▸ About this exercise: Each and every line of the data must appear exactly as given.
┌─ Data supplied
//! Provider name normalization.
//!
//! Hosting providers, CDNs and registrars show up under several spellings
//! ("Cloudflare", "CLOUDFLARE, INC.", "Cloudflare, Inc."). Graph nodes are
//! keyed by name, so every provider string is collapsed to one canonical form
//! before it reaches storage.

/// Substring (lower-case) -> canonical provider name, evaluated in order.
const CANONICAL_PROVIDERS: &[(&str, &str)] = &[
    ("cloudflare", "Cloudflare, Inc."),
    ("namecheap", "Namecheap, Inc."),
];

/// Canonicalizes a provider name.
///
/// Returns the canonical name when the lower-cased, trimmed input contains a
/// known provider marker, otherwise the trimmed input unchanged.
/// `normalize_provider(normalize_provider(x)) == normalize_provider(x)`.
pub fn normalize_provider(name: &str) -> String {
    let trimmed = name.trim();
    let lower = trimmed.to_lowercase();
    CANONICAL_PROVIDERS
        .iter()
        .find(|(marker, _)| lower.contains(marker))
        .map(|(_, canonical)| (*canonical).to_string())
        .unwrap_or_else(|| trimmed.to_string())
}

/// Applies [`normalize_provider`] to an optional value, dropping blanks.
pub fn normalize_optional(name: Option<String>) -> Option<String> {
    name.map(|n| normalize_provider(&n)).filter(|n| !n.is_empty())
}

#[cfg(test)]
mod tests {
    use super::*;

    #[test]
    fn test_cloudflare_variants_collapse() {
        assert_eq!(normalize_provider("Cloudflare"), "Cloudflare, Inc.");
        assert_eq!(normalize_provider("cloudflare"), "Cloudflare, Inc.");
        assert_eq!(normalize_provider("CLOUDFLARENET"), "Cloudflare, Inc.");
        assert_eq!(normalize_provider("Cloudflare, Inc."), "Cloudflare, Inc.");
    }

    #[test]
    fn test_namecheap_variants_collapse() {
        assert_eq!(normalize_provider("NameCheap, Inc."), "Namecheap, Inc.");
        assert_eq!(normalize_provider("  namecheap  "), "Namecheap, Inc.");
    }

    #[test]
    fn test_unknown_provider_is_trimmed_only() {
        assert_eq!(normalize_provider("  Google LLC "), "Google LLC");
        assert_eq!(normalize_provider("MarkMonitor Inc."), "MarkMonitor Inc.");
    }

    #[test]
    fn test_normalize_is_idempotent() {
        for input in [
            "Cloudflare, Inc.",
            "cloudflare",
            " Namecheap ",
            "Amazon.com, Inc.",
            "",
            "   ",
            "GoDaddy.com, LLC",
        ] {
            let once = normalize_provider(input);
            assert_eq!(normalize_provider(&once), once, "input {input:?}");
        }
    }

    #[test]
    fn test_normalize_optional_drops_blank() {
        assert_eq!(normalize_optional(Some("  ".to_string())), None);
        assert_eq!(normalize_optional(None), None);
        assert_eq!(
            normalize_optional(Some("cloudflare".to_string())),
            Some("Cloudflare, Inc.".to_string())
        );
    }
}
└─
▸ Answer below:
//! Provider name normalization.
//!
//! Hosting providers, CDNs and registrars show up under several spellings
//! ("Cloudflare", "CLOUDFLARE, INC.", "Cloudflare, Inc."). Graph nodes are
//! keyed by name, so every provider string is collapsed to one canonical form
//! before it reaches storage.

/// Substring (lower-case) -> canonical provider name, evaluated in order.
const CANONICAL_PROVIDERS: &[(&str, &str)] = &[
    ("cloudflare", "Cloudflare, Inc."),
    ("namecheap", "Namecheap, Inc."),
];

/// Canonicalizes a provider name.
///
/// Returns the canonical name when the lower-cased, trimmed input contains a
/// known provider marker, otherwise the trimmed input unchanged.
/// `normalize_provider(normalize_provider(x)) == normalize_provider(x)`.
pub fn normalize_provider(name: &str) -> String {
    let trimmed = name.trim();
    let lower = trimmed.to_lowercase();
    CANONICAL_PROVIDERS
        .iter()
        .find(|(marker, _)| lower.contains(marker))
        .map(|(_, canonical)| (*canonical).to_string())
        .unwrap_or_else(|| trimmed.to_string())
}

/// Applies [`normalize_provider`] to an optional value, dropping blanks.
pub fn normalize_optional(name: Option<String>) -> Option<String> {
    name.map(|n| normalize_provider(&n)).filter(|n| !n.is_empty())
}

#[cfg(test)]
mod tests {
    use super::*;

    #[test]
    fn test_cloudflare_variants_collapse() {
        assert_eq!(normalize_provider("Cloudflare"), "Cloudflare, Inc.");
        assert_eq!(normalize_provider("cloudflare"), "Cloudflare, Inc.");
        assert_eq!(normalize_provider("CLOUDFLARENET"), "Cloudflare, Inc.");
        assert_eq!(normalize_provider("Cloudflare, Inc."), "Cloudflare, Inc.");
    }

    #[test]
    fn test_namecheap_variants_collapse() {
        assert_eq!(normalize_provider("NameCheap, Inc."), "Namecheap, Inc.");
        assert_eq!(normalize_provider("  namecheap  "), "Namecheap, Inc.");
    }

    #[test]
    fn test_unknown_provider_is_trimmed_only() {
        assert_eq!(normalize_provider("  Google LLC "), "Google LLC");
        assert_eq!(normalize_provider("MarkMonitor Inc."), "MarkMonitor Inc.");
    }

    #[test]
    fn test_normalize_is_idempotent() {
        for input in [
            "Cloudflare, Inc.",
            "cloudflare",
            " Namecheap ",
            "Amazon.com, Inc.",
            "",
            "   ",
            "GoDaddy.com, LLC",
        ] {
            let once = normalize_provider(input);
            assert_eq!(normalize_provider(&once), once, "input {input:?}");
        }
    }

    #[test]
    fn test_normalize_optional_drops_blank() {
        assert_eq!(normalize_optional(Some("  ".to_string())), None);
        assert_eq!(normalize_optional(None), None);
        assert_eq!(
            normalize_optional(Some("cloudflare".to_string())),
            Some("Cloudflare, Inc.".to_string())
        );
    }
}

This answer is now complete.